Bevin Cohen: Seed Saving 101 at Lenawee Library
By Lenawee TV
TL;DR: Saving seeds from your garden offers a sustainable path to resilient food systems, adapting plants to your local conditions year after year.
- Learn to collect, process, and store seeds.
- Adapt homegrown plants to local conditions.
- Reduce reliance on commercial seed suppliers.
- Promote genetic diversity in your garden.
- Start with easy-to-save crops like beans.
Why it matters: Saving your own seeds empowers you to cultivate plants perfectly suited to your microclimate, leading to hardier harvests and enhanced food security.
Do this next: Begin saving seeds from a simple plant like beans or peas, focusing on proper drying and storage techniques.
Recommended for: Beginner gardeners and permaculture enthusiasts interested in self-sufficiency and local food resilience.

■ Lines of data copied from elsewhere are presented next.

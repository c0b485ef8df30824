use rust_decimal::prelude::ToPrimitive;
use rust_decimal::Decimal;
use std::str::FromStr;

pub const MINOR_UNITS_PER_MAJOR: i64 = 100;

pub fn to_minor_units(amount: Decimal) -> Option<i64> {
    amount
        .checked_mul(Decimal::from(MINOR_UNITS_PER_MAJOR))?
        .round_dp(0)
        .to_i64()
}

pub fn from_minor_units(amount_minor: i64) -> Decimal {
    Decimal::new(amount_minor, 2)
}

pub fn decimal_from_json(value: &serde_json::Value) -> Option<Decimal> {
    match value {
        serde_json::Value::Number(n) => Decimal::from_str(&n.to_string())
            .or_else(|_| Decimal::from_scientific(&n.to_string()))
            .ok(),
        serde_json::Value::String(s) => Decimal::from_str(s.trim()).ok(),
        _ => None,
    }
}
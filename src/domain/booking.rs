use crate::domain::money::to_minor_units;
use rust_decimal::Decimal;
use serde::{Deserialize, Serialize};
use uuid::Uuid;

#[derive(Debug, Clone, Copy, PartialEq, Eq, Serialize, Deserialize)]
#[serde(rename_all = "SCREAMING_SNAKE_CASE")]
pub enum BookingStatus {
    Pending,
    Confirmed,
    Cancelled,
}

impl BookingStatus {
    pub fn as_str(&self) -> &'static str {
        match self {
            BookingStatus::Pending => "PENDING",
            BookingStatus::Confirmed => "CONFIRMED",
            BookingStatus::Cancelled => "CANCELLED",
        }
    }

    pub fn parse(s: &str) -> Option<Self> {
        match s {
            "PENDING" => Some(BookingStatus::Pending),
            "CONFIRMED" => Some(BookingStatus::Confirmed),
            "CANCELLED" => Some(BookingStatus::Cancelled),
            _ => None,
        }
    }
}

#[derive(Debug, Clone, PartialEq, Serialize, Deserialize)]
pub struct BookingSnapshot {
    pub id: Uuid,
    pub user_id: Uuid,
    pub status: BookingStatus,
    pub total_amount: Decimal,
}

impl BookingSnapshot {
    pub fn amount_minor(&self) -> Option<i64> {
        to_minor_units(self.total_amount).filter(|a| *a > 0)
    }
}
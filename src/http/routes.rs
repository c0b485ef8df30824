use crate::http::handlers::{ops, payments};
use crate::http::middleware::principal::require_principal;
use crate::AppState;
use axum::middleware::from_fn;
use axum::routing::{get, post};
use axum::Router;

pub fn router(state: AppState) -> Router {
    let user_routes = Router::new()
        .route("/payments/initiate", post(payments::initiate_payment))
        .layer(from_fn(require_principal));

    Router::new()
        .route("/health", get(payments::health))
        .route("/payments/verify/:reference", get(payments::verify_payment))
        .route("/payments/webhook/:gateway", post(payments::ingest_webhook))
        .route("/ops/readiness", get(ops::readiness))
        .route("/ops/liveness", get(ops::liveness))
        .merge(user_routes)
        .with_state(state)
}
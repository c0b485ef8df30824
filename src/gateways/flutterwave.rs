use crate::config::GatewayCredentials;
use crate::domain::money::{decimal_from_json, from_minor_units, to_minor_units};
use crate::domain::payment::{GatewayKind, NormalizedOutcome};
use crate::error::PaymentError;
use crate::gateways::{
    parse_timestamp, read_json, str_field, transport_error, GatewayAdapter, GatewayInitRequest,
    GatewayInitResponse, GatewayVerification, WebhookEvent,
};
use crate::signature::{MacScheme, SignatureVerifier};
use secrecy::{ExposeSecret, SecretString};
use serde_json::{json, Value};

const KIND: GatewayKind = GatewayKind::Flutterwave;

pub struct FlutterwaveGateway {
    pub base_url: String,
    pub secret_key: Option<SecretString>,
    pub public_key: Option<String>,
    pub webhook: Option<SignatureVerifier>,
    pub timeout_ms: u64,
    pub client: reqwest::Client,
}

impl FlutterwaveGateway {
    pub fn new(credentials: GatewayCredentials, timeout_ms: u64, client: reqwest::Client) -> Self {
        Self {
            base_url: credentials.base_url,
            secret_key: credentials.secret_key,
            public_key: credentials.public_key,
            webhook: credentials
                .webhook_secret
                .map(|secret| SignatureVerifier::new(MacScheme::HmacSha256Base64, secret)),
            timeout_ms,
            client,
        }
    }

    fn secret(&self) -> Result<&str, PaymentError> {
        self.secret_key
            .as_ref()
            .map(|s| s.expose_secret())
            .ok_or(PaymentError::GatewayUnavailable(KIND))
    }
}

#[async_trait::async_trait]
impl GatewayAdapter for FlutterwaveGateway {
    fn kind(&self) -> GatewayKind {
        KIND
    }

    fn reference_prefix(&self) -> &'static str {
        "FLW"
    }

    fn is_available(&self) -> bool {
        self.secret_key.is_some()
    }

    fn webhook_verifier(&self) -> Option<&SignatureVerifier> {
        self.webhook.as_ref()
    }

    async fn initiate(
        &self,
        request: &GatewayInitRequest,
    ) -> Result<GatewayInitResponse, PaymentError> {
        let secret = self.secret()?;
        let body = json!({
            "tx_ref": request.reference,
            "amount": from_minor_units(request.amount_minor).to_string(),
            "currency": request.currency,
            "redirect_url": request.callback_url,
            "customer": {
                "email": request.customer.email,
                "name": request.customer.name,
                "phonenumber": request.customer.phone,
            },
            "meta": {
                "booking_id": request.booking_id,
            },
            "customizations": {
                "title": "Booking payment",
            }
        });

        let resp = self
            .client
            .post(format!("{}/v3/payments", self.base_url))
            .bearer_auth(secret)
            .json(&body)
            .timeout(std::time::Duration::from_millis(self.timeout_ms))
            .send()
            .await
            .map_err(|e| transport_error(KIND, e))?;

        let v = read_json(KIND, resp).await?;
        ensure_ok(&v)?;

        let redirect_url = str_field(&v, "/data/link")
            .ok_or_else(|| PaymentError::gateway(KIND, "response missing payment link"))?;

        Ok(GatewayInitResponse {
            redirect_url,
            access_code: None,
            public_key: self.public_key.clone(),
        })
    }

    async fn verify(&self, reference: &str) -> Result<GatewayVerification, PaymentError> {
        let secret = self.secret()?;
        let resp = self
            .client
            .get(format!("{}/v3/transactions/verify_by_reference", self.base_url))
            .query(&[("tx_ref", reference)])
            .bearer_auth(secret)
            .timeout(std::time::Duration::from_millis(self.timeout_ms))
            .send()
            .await
            .map_err(|e| transport_error(KIND, e))?;

        let v = read_json(KIND, resp).await?;
        ensure_ok(&v)?;
        let data = v
            .get("data")
            .filter(|d| d.is_object())
            .ok_or_else(|| PaymentError::gateway(KIND, "response missing data"))?;

        map_transaction(data, &v).map_err(|msg| PaymentError::gateway(KIND, msg))
    }

    fn parse_webhook(&self, payload: &Value) -> Result<WebhookEvent, PaymentError> {
        let event = str_field(payload, "/event")
            .ok_or_else(|| PaymentError::BadRequest("webhook payload is missing event".into()))?;
        let data = payload
            .get("data")
            .filter(|d| d.is_object())
            .ok_or_else(|| PaymentError::BadRequest("webhook payload is missing data".into()))?;

        match event.as_str() {
            "charge.completed" => {
                let reference = str_field(data, "/tx_ref").ok_or_else(|| {
                    PaymentError::BadRequest("webhook data is missing tx_ref".into())
                })?;
                match map_transaction(data, payload).map_err(PaymentError::BadRequest)? {
                    GatewayVerification::Settled(outcome) if outcome.succeeded => {
                        Ok(WebhookEvent::Succeeded { reference, outcome })
                    }
                    GatewayVerification::Settled(outcome) => {
                        Ok(WebhookEvent::Failed { reference, outcome })
                    }
                    GatewayVerification::InProgress { provider_status } => {
                        Ok(WebhookEvent::Ignored {
                            event: format!("{}:{}", event, provider_status),
                        })
                    }
                }
            }
            "refund.completed" => {
                let reference = str_field(data, "/tx_ref").ok_or_else(|| {
                    PaymentError::BadRequest("refund data is missing tx_ref".into())
                })?;
                Ok(WebhookEvent::Refunded { reference })
            }
            _ => Ok(WebhookEvent::Ignored { event }),
        }
    }
}

fn ensure_ok(v: &Value) -> Result<(), PaymentError> {
    if v.get("status").and_then(Value::as_str) == Some("success") {
        return Ok(());
    }
    let message = str_field(v, "/message").unwrap_or_else(|| "request rejected".to_string());
    Err(PaymentError::gateway(KIND, message))
}

fn map_transaction(data: &Value, raw: &Value) -> Result<GatewayVerification, String> {
    let status = str_field(data, "/status").ok_or("transaction missing status")?;
    match status.as_str() {
        "successful" => Ok(GatewayVerification::Settled(outcome_from(data, raw, true)?)),
        "failed" | "cancelled" => Ok(GatewayVerification::Settled(outcome_from(data, raw, false)?)),
        _ => Ok(GatewayVerification::InProgress {
            provider_status: status,
        }),
    }
}

fn outcome_from(data: &Value, raw: &Value, succeeded: bool) -> Result<NormalizedOutcome, String> {
    let amount_minor = data
        .get("amount")
        .and_then(decimal_from_json)
        .and_then(to_minor_units)
        .ok_or("transaction missing amount")?;
    let fees_minor = data
        .get("app_fee")
        .and_then(decimal_from_json)
        .and_then(to_minor_units);

    Ok(NormalizedOutcome {
        succeeded,
        amount_minor,
        method: str_field(data, "/payment_type"),
        fees_minor,
        authorization_code: str_field(data, "/flw_ref"),
        paid_at: parse_timestamp(data, "/created_at"),
        failure_reason: if succeeded {
            None
        } else {
            str_field(data, "/processor_response").or_else(|| Some("failed".to_string()))
        },
        raw_payload: raw.clone(),
    })
}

This YouTube video features a 'Seed Saving 101' workshop led by Michigan-based author and educator Bevin Cohen at the Lenawee District Library in Adrian, targeting beginner gardeners with hands-on techniques for collecting, processing, and storing seeds from flowers, vegetables, and herbs to ensure future growing seasons. The hour-long program uses demonstrations, discussions, and lectures to teach practical skills applicable immediately at home, emphasizing why seed saving builds resilient food systems by preserving seeds adapted to local gardens. Attendees learn to transform this season's harvest into next year's garden, focusing on sustainability and local food production. Cohen highlights that seeds saved from personal gardens are pre-adapted to specific conditions, outperforming commercial varieties in resilience. The workshop covers multiple seed saving techniques tailored for novices, providing tools for year-after-year reuse of harvests. Practical details include identifying ripe seeds, proper extraction methods demonstrated live, cleaning processes to remove pulp or chaff, and storage best practices like using breathable containers in cool, dry places to maintain viability for years. The event underscores seed saving's role in countering industrialized seed dependency, promoting genetic diversity through home selection of strongest plants. Participants gain confidence through interactive elements, such as handling real seeds and discussing common pitfalls like moisture exposure. This approach fosters mindfulness in gardening, connecting growers to natural cycles while reducing costs and enhancing self-sufficiency in permaculture-style home production. The video captures the session's energy, showing gardeners engaging with props and Cohen's expertise, making complex concepts accessible. Key insights include starting with easy crops like beans or flowers, monitoring plant maturity cues, and labeling stored seeds with variety and date for tracking adaptation over seasons. Overall, it equips viewers with actionable steps to start seed saving immediately, building a sustainable garden lineage.